Tashiro Jo, Yamaguchi Shigeki, Ishii Toshimasa, Suwa Hirokazu, Kondo Hiroka, Suzuki Asami, Miyazawa Mitsuo, Koyaman Isamu
Department of Gastroenterological Surgery, Saitama Medical University International Medical Center, Hidaka, Japan.
Case Rep Gastroenterol. 2013 Mar 23;7(1):175-81. doi: 10.1159/000350557. Print 2013 Jan.

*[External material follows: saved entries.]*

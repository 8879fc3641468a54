//! Sites, login accounts, facility contacts, and the digest ledger.

use async_trait::async_trait;
use chrono::{DateTime, NaiveDate, Utc};

use crate::domain::ports::{
    AuthRepository, AuthRepositoryError, DigestLedger, DigestLedgerError, FacilityInfoRepository,
    FacilityInfoRepositoryError, SiteRepository, SiteRepositoryError,
};
use crate::domain::{ActiveOtpCode, FacilityInfo, NewOtpCode, PhoneNumber, Site, SiteCode, SiteId};

use super::{InMemoryYardStore, OtpRecord};

#[async_trait]
impl SiteRepository for InMemoryYardStore {
    async fn list_sites(&self) -> Result<Vec<Site>, SiteRepositoryError> {
        Ok(self.lock().sites.values().cloned().collect())
    }

    async fn find_site(&self, id: SiteId) -> Result<Option<Site>, SiteRepositoryError> {
        Ok(self.lock().sites.get(&id).cloned())
    }

    async fn find_site_by_code(
        &self,
        code: &SiteCode,
    ) -> Result<Option<Site>, SiteRepositoryError> {
        Ok(self
            .lock()
            .sites
            .values()
            .find(|site| site.code == *code)
            .cloned())
    }

    async fn insert_site_if_absent(&self, site: &Site) -> Result<bool, SiteRepositoryError> {
        let mut state = self.lock();
        let taken = state
            .sites
            .values()
            .any(|existing| existing.id == site.id || existing.code == site.code);
        if taken {
            return Ok(false);
        }
        state.sites.insert(site.id, site.clone());
        Ok(true)
    }
}

#[async_trait]
impl AuthRepository for InMemoryYardStore {
    async fn is_banned(&self, phone: &PhoneNumber) -> Result<bool, AuthRepositoryError> {
        Ok(self
            .lock()
            .users
            .get(phone)
            .is_some_and(|user| user.is_banned))
    }

    async fn is_admin(&self, phone: &PhoneNumber) -> Result<bool, AuthRepositoryError> {
        Ok(self.lock().admins.contains(phone))
    }

    async fn ensure_admin(&self, phone: &PhoneNumber) -> Result<bool, AuthRepositoryError> {
        Ok(self.lock().admins.insert(phone.clone()))
    }

    async fn store_code(&self, code: &NewOtpCode) -> Result<(), AuthRepositoryError> {
        let mut state = self.lock();
        state.last_otp_id += 1;
        let id = state.last_otp_id;
        state.otp_codes.push(OtpRecord {
            id,
            phone: code.phone.clone(),
            code_hash: code.code_hash.clone(),
            expires_at: code.expires_at,
            attempts_left: code.attempts_left,
            consumed_at: None,
        });
        Ok(())
    }

    async fn latest_active_code(
        &self,
        phone: &PhoneNumber,
        now: DateTime<Utc>,
    ) -> Result<Option<ActiveOtpCode>, AuthRepositoryError> {
        Ok(self
            .lock()
            .otp_codes
            .iter()
            .filter(|c| c.phone == *phone && c.consumed_at.is_none() && c.expires_at > now)
            .max_by_key(|c| c.id)
            .map(|c| ActiveOtpCode {
                id: c.id,
                code_hash: c.code_hash.clone(),
                attempts_left: c.attempts_left,
            }))
    }

    async fn decrement_attempts(&self, code_id: i64) -> Result<(), AuthRepositoryError> {
        if let Some(code) = self.lock().otp_codes.iter_mut().find(|c| c.id == code_id) {
            code.attempts_left = code.attempts_left.saturating_sub(1);
        }
        Ok(())
    }

    async fn complete_login(
        &self,
        code_id: i64,
        phone: &PhoneNumber,
        now: DateTime<Utc>,
    ) -> Result<(), AuthRepositoryError> {
        let mut state = self.lock();
        if let Some(code) = state.otp_codes.iter_mut().find(|c| c.id == code_id) {
            code.consumed_at = Some(now);
        }
        state.users.entry(phone.clone()).or_default().last_login_at = Some(now);
        Ok(())
    }
}

#[async_trait]
impl FacilityInfoRepository for InMemoryYardStore {
    async fn get(&self) -> Result<FacilityInfo, FacilityInfoRepositoryError> {
        Ok(self.lock().facility.clone())
    }

    async fn update(&self, info: &FacilityInfo) -> Result<(), FacilityInfoRepositoryError> {
        self.lock().facility = info.clone();
        Ok(())
    }
}

#[async_trait]
impl DigestLedger for InMemoryYardStore {
    async fn claim(&self, date: NaiveDate, _now: DateTime<Utc>) -> Result<bool, DigestLedgerError> {
        Ok(self.lock().digest_dates.insert(date))
    }
}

Total pelvic exenteration for locally recurrent rectal cancer typically requires extensive excision of the pelvic floor with perineal skin. Due to the extensiveness of the procedure and its non-curative nature, it is controversial as purely palliative therapy. A 66-year-old male patient who had undergone abdominoperineal resection at another hospital 8 years prior was admitted to our hospital. During radiation and chemotherapy for 2 years, he complained of perineal pain, discharge, cacosmia and bleeding from a recurrent tumor. The 10 × 8 cm recurrent tumor was exposed on the perineum and the patient suffered from serious discomfort in his daily life during walking or sitting. We performed total pelvic exenteration with partial sacrectomy, after which the large perineal defect was reconstructed with a bilateral V-Y gluteus maximus advancement flap in approximately 120 min. The patient's postoperative course was satisfactory and his quality of life markedly improved.
局部复发性直肠癌的全盆腔脏器切除术通常需要广泛切除盆底及会阴皮肤。由于该手术范围广泛且并非根治性手术,作为单纯的姑息性治疗存在争议。一名66岁男性患者8年前在另一家医院接受了腹会阴联合切除术,现入住我院。在接受2年的放化疗期间,他主诉会阴疼痛、分泌物、恶臭及复发性肿瘤出血。会阴处可见一个10×8cm的复发性肿瘤,患者在行走或坐立时日常生活中感到严重不适。我们进行了全盆腔脏器切除术并部分骶骨切除,之后在大约120分钟内用双侧V-Y臀大肌推进皮瓣修复了巨大的会阴缺损。患者术后恢复过程顺利,生活质量明显改善。